” ‘HAWK EXPRESS’ BRINGS 1960 CUP BACK HOME…….”

Sixty years ago this week Roley Marklew enacted a boyhood dream, the details of which are still clearly embedded in his mind……

He’d been thrown into the Wangaratta Rovers senior line-up mid-way through the 1960 season, aged 16. His first assignment was to replace the injured full back Lex James. His opponent ?…….One of the Ovens and Murray League’s glamour players, celebrated North Albury spearhead Stan Sargeant.

A solid performance led to him being tested in a variety of positions; back flank, back pocket, forward flank, a turn as a ruck-rover, …….It was a sort of apprenticeship on the run……and who better to nurture him than the legendary Bob Rose.

After just nine senior games Roley had cemented his spot in the side……But as the days rolled on towards the Grand Final, doubts start to creep in.
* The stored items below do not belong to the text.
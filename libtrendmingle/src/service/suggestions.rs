//! Suggestion service
//!
//! Wraps the [`Regenerator`] with the dashboard's pending flag and artificial
//! delay. A category that is already regenerating ignores further requests
//! until its draw lands.

use std::collections::BTreeSet;
use std::sync::{Arc, Mutex, MutexGuard, PoisonError};
use std::time::Duration;

use crate::error::Result;
use crate::service::events::{Event, EventBus};
use crate::suggestions::{Regenerator, SuggestionCategory, SuggestionSlot};

struct Inner {
    regenerator: Regenerator,
    pending: BTreeSet<SuggestionCategory>,
}

/// A slot together with whether a regeneration is in flight for it.
#[derive(Debug, Clone, PartialEq, Eq)]
pub struct SlotState {
    pub slot: SuggestionSlot,
    pub pending: bool,
}

#[derive(Clone)]
pub struct SuggestionService {
    inner: Arc<Mutex<Inner>>,
    delay: Duration,
    events: EventBus,
}

/// Clears the pending flag even if the caller drops the future mid-delay.
struct PendingGuard {
    inner: Arc<Mutex<Inner>>,
    category: SuggestionCategory,
}

impl Drop for PendingGuard {
    fn drop(&mut self) {
        lock(&self.inner).pending.remove(&self.category);
    }
}

fn lock(inner: &Mutex<Inner>) -> MutexGuard<'_, Inner> {
    inner.lock().unwrap_or_else(PoisonError::into_inner)
}

impl SuggestionService {
    pub fn new(regenerator: Regenerator, delay: Duration, events: EventBus) -> Self {
        Self {
            inner: Arc::new(Mutex::new(Inner {
                regenerator,
                pending: BTreeSet::new(),
            })),
            delay,
            events,
        }
    }

    pub fn slot(&self, category: SuggestionCategory) -> SlotState {
        let inner = lock(&self.inner);
        SlotState {
            slot: inner.regenerator.slot(category).clone(),
            pending: inner.pending.contains(&category),
        }
    }

    /// Every category in display order.
    pub fn slots(&self) -> Vec<SlotState> {
        SuggestionCategory::ALL
            .iter()
            .map(|&category| self.slot(category))
            .collect()
    }

    pub fn is_pending(&self, category: SuggestionCategory) -> bool {
        lock(&self.inner).pending.contains(&category)
    }

    /// Draw new content for `category` after the configured delay.
    ///
    /// Returns the current slot unchanged if a draw is already in flight.
    pub async fn regenerate(&self, category: SuggestionCategory) -> Result<SuggestionSlot> {
        let guard = {
            let mut inner = lock(&self.inner);
            if !inner.pending.insert(category) {
                tracing::debug!(%category, "Regeneration already pending");
                return Ok(inner.regenerator.slot(category).clone());
            }
            PendingGuard {
                inner: Arc::clone(&self.inner),
                category,
            }
        };

        if !self.delay.is_zero() {
            tokio::time::sleep(self.delay).await;
        }

        let slot = lock(&self.inner).regenerator.regenerate(category)?;
        drop(guard);

        tracing::debug!(%category, "Suggestion regenerated");
        self.events.emit(Event::SuggestionRegenerated {
            category,
            content: slot.content.clone(),
        });
        Ok(slot)
    }
}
He’d heard tales of selectors sometimes opting for an experienced old-timer, in preference to a raw kid like himself, who may be prone to suffer ‘stage-fright’ on such a momentous occasion….

He needn’t have worried………. Bob Rose assured him after training that he had a role to perform……He was in……But that didn’t stop him mentally rehearsing the game, over and over………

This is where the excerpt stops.